Der Senat entscheidet gemäß § 153 Abs 4 Satz 2 Sozialgerichtsgesetz (SGG) durch Beschluss, weil er die Berufung einstimmig für unbegründet und eine mündliche Verhandlung nicht für erforderlich hält. Die Beteiligten sind hierzu gehört worden.

10

Die Leistungen von mehr als 1.000,00 DM betreffende Berufung ist zulässig (§§ 143, 144 Abs 1 Satz 1 Nr 1 SGG), jedoch nicht begründet. Die Klage ist wegen anderweitiger Rechtshängigkeit unzulässig, sodass sie bereits aus diesem Grunde abzuweisen ist.
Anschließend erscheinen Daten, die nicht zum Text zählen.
//! Integration tests for RequestManager over an in-process loopback transport.
//!
//! The loopback copies bytes from send buffers into a mailbox and from the
//! mailbox into receive buffers, so these tests move real payloads through
//! the public API without an MPI runtime.

use std::cell::Cell;
use std::collections::{BTreeSet, HashMap, VecDeque};
use std::rc::Rc;

use ferroreq::{
    Error, MpiDatatype, PollError, RawStatus, RequestManager, Result, SomeOutcome, Transport,
    ANY_TAG, SUCCESS,
};

const ERR_TRUNCATE: i32 = 15;
const ERR_REJECTED: i32 = 77;
const ERR_INTERN: i32 = 16;

/// Tag whose sends complete with `ERR_REJECTED`.
const REJECTED_TAG: i32 = 666;

#[derive(Clone, Copy)]
enum Op {
    Send { tag: i32, bytes: usize },
    Recv { ptr: *mut u8, cap: usize, tag: i32 },
}

struct Message {
    tag: i32,
    data: Vec<u8>,
}

/// Single-rank transport: sends complete on the next check, receives
/// complete once a send with a matching tag has been posted.
#[derive(Default)]
struct Loopback {
    next_token: u64,
    ops: HashMap<u64, Op>,
    mailbox: VecDeque<Message>,
    broken: bool,
    checks: usize,
    drained: Rc<Cell<usize>>,
}

impl Loopback {
    fn issue(&mut self, op: Op, request: &mut u64) {
        self.next_token += 1;
        self.ops.insert(self.next_token, op);
        *request = self.next_token;
    }

    fn deliver(&mut self, ptr: *mut u8, cap: usize, tag: i32) -> Option<RawStatus> {
        let pos = self
            .mailbox
            .iter()
            .position(|msg| tag == ANY_TAG || msg.tag == tag)?;
        let msg = self.mailbox.remove(pos)?;
        let len = msg.data.len().min(cap);
        // SAFETY: the manager owns the receive buffer until the operation is
        // reported complete, and moving it does not move its elements.
        unsafe { std::ptr::copy_nonoverlapping(msg.data.as_ptr(), ptr, len) };
        Some(RawStatus {
            source: 0,
            tag: msg.tag,
            error: if msg.data.len() > cap { ERR_TRUNCATE } else { SUCCESS },
            bytes: len as i64,
        })
    }
}

impl Transport for Loopback {
    type Request = u64;

    unsafe fn start_send<T: MpiDatatype>(
        &mut self,
        buf: &[T],
        _dest: i32,
        tag: i32,
        request: &mut u64,
    ) -> Result<()> {
        let bytes = std::mem::size_of_val(buf);
        let data = std::slice::from_raw_parts(buf.as_ptr().cast::<u8>(), bytes).to_vec();
        self.mailbox.push_back(Message { tag, data });
        self.issue(Op::Send { tag, bytes }, request);
        Ok(())
    }

    unsafe fn start_recv<T: MpiDatatype>(
        &mut self,
        buf: &mut [T],
        _source: i32,
        tag: i32,
        request: &mut u64,
    ) -> Result<()> {
        let op = Op::Recv {
            ptr: buf.as_mut_ptr().cast::<u8>(),
            cap: std::mem::size_of_val(buf),
            tag,
        };
        self.issue(op, request);
        Ok(())
    }

    fn test_some(
        &mut self,
        requests: &mut [u64],
        indices: &mut [usize],
        statuses: &mut [RawStatus],
    ) -> Result<SomeOutcome> {
        self.checks += 1;
        if self.broken {
            return Err(Error::from_code(ERR_INTERN, "loopback is broken"));
        }

        let mut n = 0;
        let mut failed = false;
        for (i, token) in requests.iter_mut().enumerate() {
            let key = *token;
            let Some(&op) = self.ops.get(&key) else {
                continue;
            };
            let status = match op {
                Op::Send { tag, bytes } => Some(RawStatus {
                    source: 0,
                    tag,
                    error: if tag == REJECTED_TAG { ERR_REJECTED } else { SUCCESS },
                    bytes: bytes as i64,
                }),
                Op::Recv { ptr, cap, tag } => self.deliver(ptr, cap, tag),
            };
            if let Some(status) = status {
                self.ops.remove(&key);
                *token = 0;
                failed |= status.error != SUCCESS;
                indices[n] = i;
                statuses[n] = status;
                n += 1;
            }
        }

        Ok(if failed {
            SomeOutcome::ErrInStatus(n)
        } else {
            SomeOutcome::Completed(n)
        })
    }

    fn wait_some(
        &mut self,
        requests: &mut [u64],
        indices: &mut [usize],
        statuses: &mut [RawStatus],
    ) -> Result<SomeOutcome> {
        self.test_some(requests, indices, statuses)
    }

    fn wait_all(&mut self, requests: &mut [u64]) -> Result<()> {
        for token in requests.iter_mut() {
            self.ops.remove(&*token);
            *token = 0;
        }
        self.drained.set(self.drained.get() + requests.len());
        Ok(())
    }

    fn error_string(&self, code: i32) -> Option<String> {
        match code {
            ERR_TRUNCATE => Some("Message truncated".to_string()),
            ERR_INTERN => Some("Internal error".to_string()),
            _ => None,
        }
    }
}

fn handle_set<'a, H: Ord + Clone + 'a>(handles: impl Iterator<Item = &'a H>) -> BTreeSet<H> {
    handles.cloned().collect()
}

#[test]
fn test_round_trip_returns_every_handle_once() {
    const PAIRS: usize = 12;
    let payloads: Vec<Vec<u32>> = (0..PAIRS as u32).map(|p| vec![p, p + 1, p + 2, p + 3]).collect();

    let mut manager = RequestManager::new(Loopback::default(), 3).unwrap();
    let mut seen = Vec::new();
    let mut received = vec![Vec::new(); PAIRS];
    let mut submitted = 0;
    let mut rounds = 0;

    while seen.len() < 2 * PAIRS {
        while !manager.is_full() && submitted < 2 * PAIRS {
            // Each receive is followed by the send that satisfies it
            let p = submitted / 2;
            if submitted % 2 == 0 {
                manager.recv(vec![0u32; 4], 0, p as i32, 2 * p).unwrap();
            } else {
                manager.send(payloads[p].clone(), 0, p as i32, 2 * p + 1).unwrap();
            }
            submitted += 1;
        }

        for done in manager.poll().unwrap() {
            assert!(done.status.is_success());
            assert_eq!(done.status.count().unwrap(), 4);
            if done.handle % 2 == 0 {
                received[done.handle / 2] = done.buffer;
            }
            seen.push(done.handle);
        }
        assert_eq!(manager.len(), submitted - seen.len());
        assert!(manager.len() <= manager.capacity());

        rounds += 1;
        assert!(rounds < 1000, "manager stopped making progress");
    }
    assert!(manager.is_empty());

    seen.sort_unstable();
    assert_eq!(seen, (0..2 * PAIRS).collect::<Vec<_>>());
    assert_eq!(received, payloads);
}

#[test]
fn test_recycled_inbox_through_single_slot() {
    let mut manager = RequestManager::new(Loopback::default(), 1).unwrap();
    let mut inbox = vec![0u16; 3];

    for round in 1..=4u16 {
        manager.send(vec![round; 3], 0, 7, "ping").unwrap();
        let sent = manager.poll().unwrap();
        assert_eq!(sent[0].handle, "ping");
        assert_eq!(sent[0].buffer, vec![round; 3]);

        manager.recv(inbox, 0, 7, "inbox").unwrap();
        let mut done = manager.poll().unwrap();
        assert_eq!(done.len(), 1);
        let done = done.remove(0);
        assert_eq!(done.handle, "inbox");
        inbox = done.buffer;

        // The message is readable before the inbox goes back in
        assert_eq!(inbox, vec![round; 3]);
        assert!(manager.is_empty());
    }
}

#[test]
fn test_wildcard_receives_take_messages_in_send_order() {
    let payloads = [vec![1.5f64; 3], vec![2.5f64; 3], vec![3.5f64; 3]];

    let mut manager = RequestManager::new(Loopback::default(), 6).unwrap();
    for i in 0..3 {
        manager.recv(vec![0.0f64; 3], 0, ANY_TAG, format!("inbox-{i}")).unwrap();
    }

    // Nothing has been sent yet
    assert!(manager.poll().unwrap().is_empty());
    assert_eq!(manager.len(), 3);

    for (i, payload) in payloads.iter().enumerate() {
        manager.send(payload.clone(), 0, 10 + i as i32, format!("send-{i}")).unwrap();
    }

    let done = manager.poll().unwrap();
    assert_eq!(done.len(), 6);
    let mut inboxes: Vec<(String, i32, Vec<f64>)> = done
        .into_iter()
        .filter(|c| c.handle.starts_with("inbox"))
        .map(|c| (c.handle, c.status.tag, c.buffer))
        .collect();
    inboxes.sort_by(|a, b| a.0.cmp(&b.0));
    assert_eq!(
        inboxes,
        vec![
            ("inbox-0".to_string(), 10, payloads[0].clone()),
            ("inbox-1".to_string(), 11, payloads[1].clone()),
            ("inbox-2".to_string(), 12, payloads[2].clone()),
        ]
    );
}

#[test]
fn test_capacity_three_middle_completion() {
    let mut manager = RequestManager::new(Loopback::default(), 3).unwrap();
    manager.recv(vec![0u8; 8], 0, 1, 'A').unwrap();
    manager.send(vec![7u8; 8], 0, 42, 'B').unwrap();
    manager.recv(vec![0u8; 8], 0, 2, 'C').unwrap();
    assert!(manager.is_full());

    // Only the send in slot 1 can complete: nobody posted tags 1 or 2
    let done = manager.poll().unwrap();
    assert_eq!(done.len(), 1);
    assert_eq!(done[0].handle, 'B');
    assert_eq!(done[0].status.tag, 42);

    assert_eq!(manager.len(), 2);
    assert_eq!(handle_set(manager.handles()), BTreeSet::from(['A', 'C']));

    manager.send(vec![9u8; 8], 0, 43, 'D').unwrap();
    assert!(manager.is_full());
    assert_eq!(handle_set(manager.handles()), BTreeSet::from(['A', 'C', 'D']));
}

#[test]
fn test_capacity_two_partial_failure() {
    let mut manager = RequestManager::new(Loopback::default(), 2).unwrap();
    manager.send(vec![1i64; 2], 0, REJECTED_TAG, "A").unwrap();
    manager.send(vec![2i64; 2], 0, 5, "B").unwrap();

    let errors = match manager.poll() {
        Err(PollError::Status(errors)) => errors,
        other => panic!("expected a partial failure, got {other:?}"),
    };
    assert_eq!(errors.len(), 1);
    let failure = &errors.failures()[0];
    assert_eq!(failure.handle, "A");
    assert_eq!(failure.code, ERR_REJECTED);
    assert_eq!(failure.message, "Unknown MPI error: 77");
    assert_eq!(failure.buffer, vec![1i64; 2]);
    assert_eq!(errors.retained(), 1);

    // Both resolved slots are released
    assert_eq!(manager.len(), 0);

    let retained = manager.take_retained();
    assert_eq!(retained.len(), 1);
    assert_eq!(retained[0].handle, "B");
    assert_eq!(retained[0].status.count().unwrap(), 2);
}

#[test]
fn test_truncated_receive_is_described_by_transport() {
    let mut manager = RequestManager::new(Loopback::default(), 2).unwrap();
    manager.recv(vec![0u32; 4], 0, 3, 0usize).unwrap();
    manager.send(vec![5u32; 6], 0, 3, 1usize).unwrap();

    let errors = match manager.poll() {
        Err(PollError::Status(errors)) => errors,
        other => panic!("expected a partial failure, got {other:?}"),
    };
    assert_eq!(errors.len(), 1);
    assert_eq!(errors.failures()[0].handle, 0);
    assert_eq!(errors.failures()[0].message, "Message truncated");
    assert!(errors.to_string().contains("Message truncated"));

    // What fit is still delivered
    let small = errors.into_failures().remove(0).buffer;
    assert_eq!(small, vec![5, 5, 5, 5]);

    // The retained send leads the next poll
    let next = manager.poll().unwrap();
    assert_eq!(next.len(), 1);
    assert_eq!(next[0].handle, 1);
    assert!(manager.is_empty());
}

#[test]
fn test_boundary_submit_after_freeing_a_slot() {
    let mut manager = RequestManager::new(Loopback::default(), 2).unwrap();
    manager.recv(vec![0i32; 1], 0, 8, 1).unwrap();
    manager.send(vec![1i32; 1], 0, 9, 2).unwrap();

    let err = manager.send(vec![2i32; 1], 0, 9, 3).unwrap_err();
    assert_eq!(err.error, Error::CapacityExceeded { capacity: 2 });
    assert_eq!(manager.len(), 2);
    assert_eq!(handle_set(manager.handles()), BTreeSet::from([1, 2]));

    let done = manager.poll().unwrap();
    assert_eq!(done.len(), 1);
    assert_eq!(done[0].handle, 2);

    // Resubmit exactly what the rejected call handed back
    manager.send(err.buffer, 0, 9, err.handle).unwrap();
    assert!(manager.is_full());
    assert_eq!(handle_set(manager.handles()), BTreeSet::from([1, 3]));
}

#[test]
fn test_poll_with_nothing_ready_is_idempotent() {
    let mut manager = RequestManager::new(Loopback::default(), 4).unwrap();
    for i in 0..3 {
        manager.recv(vec![0u8; 2], 0, i as i32, i).unwrap();
    }
    let before: Vec<usize> = manager.handles().copied().collect();

    for _ in 0..3 {
        assert!(manager.poll().unwrap().is_empty());
        assert_eq!(manager.len(), 3);
        assert_eq!(manager.handles().copied().collect::<Vec<_>>(), before);
    }
}

#[test]
fn test_borrowed_slices_can_be_submitted() {
    let mut inbox = [0u8; 4];
    let mut payload = [3u8; 4];
    {
        let mut manager = RequestManager::new(Loopback::default(), 2).unwrap();
        manager.recv(&mut inbox[..], 0, 4, "in").unwrap();
        manager.send(&mut payload[..], 0, 4, "out").unwrap();

        let done = manager.poll().unwrap();
        assert_eq!(done.len(), 2);
        assert_eq!(manager.len(), 0);
    }
    assert_eq!(inbox, [3; 4]);
}

#[test]
fn test_uniform_failure_leaves_slots_alone() {
    let transport = Loopback {
        broken: true,
        ..Default::default()
    };
    let mut manager = RequestManager::new(transport, 2).unwrap();
    manager.send(vec![1u64; 4], 0, 1, "only").unwrap();

    match manager.poll() {
        Err(PollError::Mpi(err)) => {
            assert_eq!(err.code(), Some(ERR_INTERN));
            assert_eq!(err.to_string(), "MPI error 16: loopback is broken");
        }
        other => panic!("expected a uniform failure, got {other:?}"),
    }
    assert_eq!(manager.len(), 1);
    assert_eq!(manager.handles().collect::<Vec<_>>(), vec![&"only"]);
    assert_eq!(manager.transport().checks, 1);
}

#[test]
fn test_drop_drains_in_flight_operations() {
    let drained = Rc::new(Cell::new(0));
    {
        let transport = Loopback {
            drained: Rc::clone(&drained),
            ..Default::default()
        };
        let mut manager = RequestManager::new(transport, 3).unwrap();
        for i in 0..3 {
            manager.recv(vec![0u8; 4], 0, i as i32, i).unwrap();
        }
        assert!(manager.poll().unwrap().is_empty());
    }
    assert_eq!(drained.get(), 3);
}

#[test]
fn test_handles_track_model_under_mixed_traffic() {
    const STEPS: usize = 300;

    let mut manager = RequestManager::new(Loopback::default(), 5).unwrap();
    let mut model = BTreeSet::new();
    let mut next_handle = 0u32;
    let mut seed = 0x2545_f491_u32;

    for step in 0..STEPS {
        seed = seed.wrapping_mul(1_103_515_245).wrapping_add(12_345);
        let roll = (seed >> 16) % 4;
        // Four tags keep some receives waiting and some sends unmatched
        let tag = ((seed >> 8) % 4) as i32;

        let submitted = match roll {
            0 => manager.send(vec![step as u8; 3], 0, tag, next_handle),
            1 => manager.recv(vec![0u8; 3], 0, tag, next_handle),
            _ => {
                for done in manager.poll().unwrap() {
                    assert!(model.remove(&done.handle), "handle {} returned twice", done.handle);
                }
                assert_eq!(handle_set(manager.handles()), model);
                continue;
            }
        };

        match submitted {
            Ok(()) => {
                assert!(model.insert(next_handle));
            }
            Err(err) => {
                assert_eq!(err.error, Error::CapacityExceeded { capacity: 5 });
                assert_eq!(err.handle, next_handle);
                assert_eq!(model.len(), 5);
            }
        }
        next_handle += 1;

        assert_eq!(manager.len(), model.len());
        assert!(manager.len() <= manager.capacity());
        assert_eq!(handle_set(manager.handles()), model);
    }
}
Diese Entscheidung konnte der Senat auch im Rahmen von § 153 SGG treffen, da sich die erforderlichen Voraussetzungen für eine Entscheidung nach § 153 Abs 4 SGG nur auf den Tenor, nicht auch auf die Begründung erstrecken.

11

Die Unzulässigkeit der Klage ergibt sich aus § 94 Abs 1 SGG, § 202 SGG iVm § 17 Abs 1 Satz 2 Gerichtsverfassungsgesetz (GVG). Mit Erhebung der Klage durch die Beigeladene wurde die Streitsache rechtshängig (§ 94 SGG). Streitsache in diesem Sinne ist das Begehren auf Aufhebung des Bescheides der Beklagten vom 28. Januar 1998 in Gestalt des Widerspruchsbescheides vom 11. Mai 1998 und die Zuerkennung einer Leistung durch die Beklagte (kombinierte Anfechtungs- und Leistungsklage iS von § 54 Abs 1 und 4 SGG). Diese Streitsache kann gemäß § 17 Abs 1 Satz 2 GVG während der Rechtshängigkeit von keiner Partei anderweitig anhängig gemacht werden.

12

Keiner Entscheidung bedarf es im vorliegenden Fall, ob die sog Klagsperre auch für Beigeladene gilt (vgl. zum Meinungstand Meyer-Ladewig, SGG; 6. Aufl. § 94 RdNr 7b). Der Kläger des vorliegenden Rechtsstreits führt die Klage nach § 91a Bundessozialhilfegesetz (BSHG) zwar im eigenen Namen, jedoch wird im Rahmen einer gesetzlichen Prozessstandschaft genau das Recht der Leistungsempfängerin (Beigeladenen) eingeklagt, welches bereits durch diese in dem Rechtsstreit S 5 AL 217/98 anhängig gemacht worden ist.

13

An der Identität der Streitsache und der Beteiligten ändert auch die Tatsache nichts, dass der Kläger für die Beigeladene Sozialhilfeleistungen erbringt. Die Streitsache wird damit nicht tangiert. Insbesondere ist keine Überleitung auf den Kläger erfolgt. Die Vorschriften des Bundessozialhilfegesetztes (BSHG) über den Übergang von Ansprüchen gelten nicht für Ansprüche gegen andere Leistungsträger im Sinne von § 12 des Ersten Buches Sozialgesetzbuch (vgl. ausdrücklich § 90 Abs 1 Satz 1 BSHG). In diesen Fällen sind ausschließlich die Regelungen über die Erstattungsansprüche der Leistungsträger untereinander nach den §§ 102 ff Sozialgesetzbuch - Zehntes Buch - (SGB X) anzuwenden, die keine Überleitungsbestimmungen enthalten. Die Erfüllungsfiktion des § 107 SGB X greift nur ein, wenn tatsächlich ein Erstattungsanspruch besteht; dieser ist hier jedoch gerade fraglich. Selbst wenn dieser bestehen würde, wäre die Beigeladene nur gehindert, insoweit von der Beklagten die Auszahlung des Alg an sich zu verlangen. Die Geltendmachung des Anspruchs auf Alg und ggf die Auszahlung an den Kläger ist ihr jedoch nicht verwehrt. Sie bleibt Inhaberin des hier streitigen Anspruchs gegenüber der Beklagten.

14

Die Kostenentscheidung beruht auf § 193 Abs 1 SGG.